Sacra Sindone, lo studio: avvolse un uomo torturato

La Sacra Sindone continua a far parlare di sé, tra ipotesi sacre e profane.

Dopo la recente scoperta di una sostanza spia della degradazione di sangue e fibre muscolari nel lino della Sindone, l’identificazione di un’altra sostanza, anche questa legata alla degradazione del sangue, ad avvalorare l’ipotesi che nella tela conservata a Torino è stato avvolto un uomo che era stato torturato.

Il risultato, pubblicato sulla rivista Applied Spectroscopy, è nato dalla collaborazione tra Giulio Fanti, del dipartimento di Ingegneria industriale dell’università di Padova, e Jean-Pierre Laude, dell’azienda francese Horiba Jobin-Yvon, specializzata in tecniche di analisi.

La sostanza, chiamata biliverdina, è stata identificata tra le fibre della sindone grazie alla tecnica della spettroscopia Raman, che riconosce la struttura delle molecole, come fosse una sorta di impronta digitale. La biliverdina viene prodotta dalla degradazione dell’eme, un componente di proteine di sangue e muscoli.
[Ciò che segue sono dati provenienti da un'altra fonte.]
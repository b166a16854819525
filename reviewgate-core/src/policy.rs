//! Approval policy and its evaluation against the current approvers.

use crate::approvers::ApproverSet;
use crate::format::format_missing_approvals;

/// Prefix of every failure message.
pub const FAILURE_PREFIX: &str = "Review is still required from: ";

/// What a pull request needs before the check passes.
#[derive(Debug, Clone, PartialEq, Eq)]
pub struct Policy {
    /// Minimum number of distinct approvers.
    pub required_approvals: u32,
    /// People who must approve regardless of the count, in reporting order.
    pub required_reviewers: Vec<String>,
}

impl Default for Policy {
    /// One approval from anyone.
    fn default() -> Self {
        Self {
            required_approvals: 1,
            required_reviewers: Vec::new(),
        }
    }
}

impl Policy {
    pub fn new(required_approvals: u32, required_reviewers: Vec<String>) -> Self {
        Self {
            required_approvals,
            required_reviewers,
        }
    }

    /// Required approvals minus actual approvers, without clamping.
    ///
    /// Negative when the pull request has more approvals than it needs.
    pub fn shortfall(&self, approvers: &ApproverSet) -> i64 {
        i64::from(self.required_approvals) - approvers.len() as i64
    }

    pub fn evaluate(&self, approvers: &ApproverSet) -> Verdict {
        let missing_count = u32::try_from(self.shortfall(approvers).max(0)).unwrap_or(u32::MAX);

        let missing_people: Vec<String> = self
            .required_reviewers
            .iter()
            .filter(|reviewer| !approvers.contains_ignore_case(reviewer))
            .cloned()
            .collect();

        match Deficit::new(missing_count, missing_people) {
            Some(deficit) => Verdict::Unmet(deficit),
            None => Verdict::Satisfied,
        }
    }
}

/// Outstanding approvals. Never empty: a pull request with nothing
/// outstanding is [`Verdict::Satisfied`] instead.
#[derive(Debug, Clone, PartialEq, Eq)]
pub struct Deficit {
    missing_count: u32,
    missing_people: Vec<String>,
}

impl Deficit {
    /// Returns `None` when nothing is missing.
    pub fn new(missing_count: u32, missing_people: Vec<String>) -> Option<Self> {
        if missing_count == 0 && missing_people.is_empty() {
            None
        } else {
            Some(Self {
                missing_count,
                missing_people,
            })
        }
    }

    pub fn missing_count(&self) -> u32 {
        self.missing_count
    }

    pub fn missing_people(&self) -> &[String] {
        &self.missing_people
    }

    pub fn describe(&self) -> String {
        format_missing_approvals(self.missing_count, &self.missing_people)
    }
}

#[derive(Debug, Clone, PartialEq, Eq)]
pub enum Verdict {
    Satisfied,
    Unmet(Deficit),
}

impl Verdict {
    pub fn is_satisfied(&self) -> bool {
        matches!(self, Verdict::Satisfied)
    }

    /// The message the check fails with, or `None` if it should pass.
    pub fn failure_reason(&self) -> Option<String> {
        match self {
            Verdict::Satisfied => None,
            Verdict::Unmet(deficit) => Some(format!("{}{}", FAILURE_PREFIX, deficit.describe())),
        }
    }
}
Il nuovo risultato si aggiunge a quello recentemente pubblicato sulla rivista Plos One, frutto della collaborazione fra università di Padova e Consiglio Nazionale delle Ricerche, che aveva riconosciuto la presenza di un componente del sangue come la creatinina e di una proteina presente in molti tessuti, come la ferritina.

I due risultati indicano che l’uomo avvolto nella sindone aveva affrontato una morte crudele.